“We just become strangers who knew each other very well.”
( Samu's gaze. )
~ Ilustrasi, sorot mata Samu. ~• • •
Aku benar. Rembulan pertama tadi malam menjadi saksi buta untuk malam panjang yang ditelanjangi di bawah cahaya rembulan.
Malam yang beroperasi sangat lama, kini menyembunyikan kembali benda malamnya setelah ia menyimpan semua memori, yang mungkin, hanya kami bertiga yang tahu.
Terlewatkan sudah malam itu, terlewatkan dengan semua emosional dan begitu banyak perasaan telah terurai. Emosional baru yang menyerap dalam diriku, Samu, dan sinar rembulan pertama kami.
Rasanya, baru satu jam yang lalu sejak aku memejamkan mata. Baru satu jam yang lalu sejak aku merasakan untuk pertama kalinya, tertidur begitu nyaman. Dengan perasaan penuh.
Sampai-sampai aku rakus akannya. Memintanya lebih, sebab perasaan ini, belum pernah aku rasakan dalam tidurku. Aku seperti tertidur di dalam rumah. Rumah dalam definisi yang sesungguhnya.
Cahaya matahari pagi terus memaksaku untuk tersadar. Cahaya itu cemburu, ia menerobos penglihatanku dan memaksaku untuk terjaga.
Cahaya itu memang tidak berhasil merayuku. Tetapi sesuatu yang pertama kali menyapa penciumanku, membuatku tersadar penuh. Aroma milik seseorang yang berperan besar untuk malam purnama pertama yang menyimpan memori baru.
Aroma lavender yang menyapa penciumanku, membuatku tanpa berpikir panjang menolehkan kepalaku ke samping dan mendapati bahwa dia telah pergi. Hanya tersisa aromanya. Ia telah pergi bersama rasa kantukku.
Kupikir dia akan tetap di sini hingga pagi tiba. Tetapi buka 'kah bagus jika ia pergi lebih pagi? Laki-laki itu tidak akan melihat wajah bangun tidurku.
"Mencariku?" Aku dengan spontanitas menoleh kedepan dan memusatkan pandanganku kepada pelaku yang membuat rasa kantukku lenyap begitu saja.
Ia ada di sana, bersandar pada penyanggah jendela. Membelakangi sinar matahari pagi, dan menatapku tajam.
Air menetes dari ujung rambutnya yang basah. Kemeja putih tadi malam telah digantikan oleh kaos navy polos. Koas itu terlihat kecil untuknya, sehingga menampakkan otot otot lengannya.

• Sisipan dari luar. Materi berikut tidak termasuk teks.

//! Profile domain service.

use std::sync::Arc;

use async_trait::async_trait;
use mockable::Clock;
use serde_json::json;
use tracing::info;

use crate::domain::ports::{
    AvatarFile, BlobStorage, BlobStorageError, ProfileCommand, UserProfileRepository,
    UserProfileRepositoryError,
};
use crate::domain::repository_errors::map_profile_error;
use crate::domain::{
    AvatarUpload, AvatarValidationError, CurrentUser, Error, ProfilePatch, UserId, UserProfile,
};

/// Profile service implementing [`ProfileCommand`].
#[derive(Clone)]
pub struct ProfileService<P, B> {
    profiles: Arc<P>,
    blobs: Arc<B>,
    clock: Arc<dyn Clock>,
}

impl<P, B> ProfileService<P, B> {
    /// Create a new service.
    pub fn new(profiles: Arc<P>, blobs: Arc<B>, clock: Arc<dyn Clock>) -> Self {
        Self {
            profiles,
            blobs,
            clock,
        }
    }
}

fn avatar_error(error: AvatarValidationError) -> Error {
    let code = match error {
        AvatarValidationError::Empty => "empty_file",
        AvatarValidationError::TooLarge { .. } => "file_too_large",
        AvatarValidationError::NotAnImage { .. } => "not_an_image",
    };
    Error::invalid_request(error.to_string())
        .with_details(json!({ "field": "avatar", "code": code }))
}

fn blob_error(error: BlobStorageError) -> Error {
    match error {
        BlobStorageError::InvalidPath { path } => {
            Error::internal(format!("avatar path rejected: {path}"))
        }
        BlobStorageError::Io { message } => {
            Error::service_unavailable(format!("avatar upload failed: {message}"))
        }
    }
}

impl<P, B> ProfileService<P, B>
where
    P: UserProfileRepository,
    B: BlobStorage,
{
    async fn require_profile(&self, user: &UserId) -> Result<UserProfile, Error> {
        self.profiles
            .find(user)
            .await
            .map_err(map_profile_error)?
            .ok_or_else(|| Error::not_found("profile not found"))
    }
}

#[async_trait]
impl<P, B> ProfileCommand for ProfileService<P, B>
where
    P: UserProfileRepository,
    B: BlobStorage,
{
    async fn get_or_create(&self, user: &CurrentUser) -> Result<UserProfile, Error> {
        if let Some(profile) = self
            .profiles
            .find(&user.id)
            .await
            .map_err(map_profile_error)?
        {
            return Ok(profile);
        }

        let profile = UserProfile::new_default(user.id.clone(), &user.email, self.clock.utc());
        match self.profiles.insert(&profile).await {
            Ok(()) => {
                info!(user_id = %user.id, "profile created");
                Ok(profile)
            }
            // Another request created it first.
            Err(UserProfileRepositoryError::Duplicate { .. }) => {
                self.require_profile(&user.id).await
            }
            Err(error) => Err(map_profile_error(error)),
        }
    }

    async fn update(&self, user: &UserId, patch: ProfilePatch) -> Result<UserProfile, Error> {
        let updated = self
            .require_profile(user)
            .await?
            .apply(patch, self.clock.utc());
        let stored = self
            .profiles
            .update(&updated)
            .await
            .map_err(map_profile_error)?;
        if !stored {
            return Err(Error::not_found("profile not found"));
        }
        Ok(updated)
    }

    async fn upload_avatar(&self, user: &UserId, file: AvatarFile) -> Result<String, Error> {
        let AvatarFile {
            file_name,
            content_type,
            bytes,
        } = file;
        let upload = AvatarUpload::try_new(user, &file_name, &content_type, bytes, self.clock.utc())
            .map_err(avatar_error)?;
        self.blobs
            .upload(upload.path(), upload.content_type(), upload.bytes())
            .await
            .map_err(blob_error)
    }
}

#[cfg(test)]
mod tests {
    //! Regression coverage for this module.
    use super::*;
    use crate::domain::{ErrorCode, MAX_AVATAR_BYTES, Role};
    use crate::domain::ports::{MockBlobStorage, MockUserProfileRepository};
    use crate::test_support::MutableClock;
    use chrono::{TimeZone, Utc};
    use rstest::rstest;

    fn service(
        profiles: MockUserProfileRepository,
        blobs: MockBlobStorage,
    ) -> ProfileService<MockUserProfileRepository, MockBlobStorage> {
        let now = Utc
            .with_ymd_and_hms(2026, 1, 5, 12, 0, 0)
            .single()
            .expect("valid timestamp");
        ProfileService::new(Arc::new(profiles), Arc::new(blobs), Arc::new(MutableClock::new(now)))
    }

    fn current_user() -> CurrentUser {
        CurrentUser {
            id: UserId::random(),
            email: "teacher@example.com".to_owned(),
        }
    }

    #[rstest]
    #[tokio::test]
    async fn first_access_creates_default_profile() {
        let user = current_user();
        let mut profiles = MockUserProfileRepository::new();
        profiles.expect_find().times(1).return_once(|_| Ok(None));
        profiles
            .expect_insert()
            .withf(|p| p.role == Role::User && p.email_notifications)
            .times(1)
            .return_once(|_| Ok(()));

        let profile = service(profiles, MockBlobStorage::new())
            .get_or_create(&user)
            .await
            .expect("profile");
        assert_eq!(profile.email, "teacher@example.com");
    }

    #[rstest]
    #[tokio::test]
    async fn concurrent_creation_reads_the_winner() {
        let user = current_user();
        let existing = UserProfile::new_default(user.id.clone(), &user.email, Utc::now());
        let mut profiles = MockUserProfileRepository::new();
        let mut sequence = mockall::Sequence::new();
        profiles
            .expect_find()
            .times(1)
            .in_sequence(&mut sequence)
            .return_once(|_| Ok(None));
        profiles
            .expect_insert()
            .times(1)
            .in_sequence(&mut sequence)
            .return_once(|_| Err(UserProfileRepositoryError::duplicate("profiles_pkey")));
        profiles
            .expect_find()
            .times(1)
            .in_sequence(&mut sequence)
            .return_once(move |_| Ok(Some(existing)));

        service(profiles, MockBlobStorage::new())
            .get_or_create(&user)
            .await
            .expect("existing profile");
    }

    #[rstest]
    #[tokio::test]
    async fn update_stamps_updated_at() {
        let user = current_user();
        let existing = UserProfile::new_default(user.id.clone(), &user.email, Utc::now());
        let mut profiles = MockUserProfileRepository::new();
        profiles
            .expect_find()
            .times(1)
            .return_once(move |_| Ok(Some(existing)));
        profiles
            .expect_update()
            .withf(|p| p.phone == "010-1234-5678")
            .times(1)
            .return_once(|_| Ok(true));

        let patch = ProfilePatch {
            phone: Some("010-1234-5678".to_owned()),
            ..ProfilePatch::default()
        };
        let profile = service(profiles, MockBlobStorage::new())
            .update(&user.id, patch)
            .await
            .expect("updated");
        assert_eq!(
            profile.updated_at,
            Utc.with_ymd_and_hms(2026, 1, 5, 12, 0, 0).single().expect("ts")
        );
    }

    #[rstest]
    #[tokio::test]
    async fn avatar_upload_returns_public_url() {
        let user = UserId::random();
        let expected_prefix = format!("avatars/{user}-");
        let mut blobs = MockBlobStorage::new();
        blobs
            .expect_upload()
            .withf(move |path, content_type, bytes| {
                path.starts_with(&expected_prefix)
                    && path.ends_with(".png")
                    && content_type == "image/png"
                    && bytes.len() == 4
            })
            .times(1)
            .return_once(|path, _, _| Ok(format!("https://media.example/{path}")));

        let url = service(MockUserProfileRepository::new(), blobs)
            .upload_avatar(
                &user,
                AvatarFile {
                    file_name: "me.png".to_owned(),
                    content_type: "image/png".to_owned(),
                    bytes: vec![0x89, 0x50, 0x4e, 0x47],
                },
            )
            .await
            .expect("uploaded");
        assert!(url.starts_with("https://media.example/avatars/"));
    }

    #[rstest]
    #[tokio::test]
    async fn oversized_avatar_is_rejected_before_upload() {
        let mut blobs = MockBlobStorage::new();
        blobs.expect_upload().never();

        let error = service(MockUserProfileRepository::new(), blobs)
            .upload_avatar(
                &UserId::random(),
                AvatarFile {
                    file_name: "big.png".to_owned(),
                    content_type: "image/png".to_owned(),
                    bytes: vec![0; MAX_AVATAR_BYTES + 1],
                },
            )
            .await
            .expect_err("too large");
        assert_eq!(error.code(), ErrorCode::InvalidRequest);
    }
}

Pagi ini adalah kedua kalinya aku mendapati Samu tidak berpenampilan formal.
"Morning, Lady moon." Samu menatapku datar. Tetapi wajahnya pagi ini terlihat lebih cerah.
"Morning.."
"Istirahatlah, jika masih lelah." Laki-laki itu berjalan ke meja riasku, dia berhenti di sana, lalu berbalik kearahku dengan tangan kanannya menggenggam segelas air putih, dan tangan kirinya telah melingkar ikat rambutku.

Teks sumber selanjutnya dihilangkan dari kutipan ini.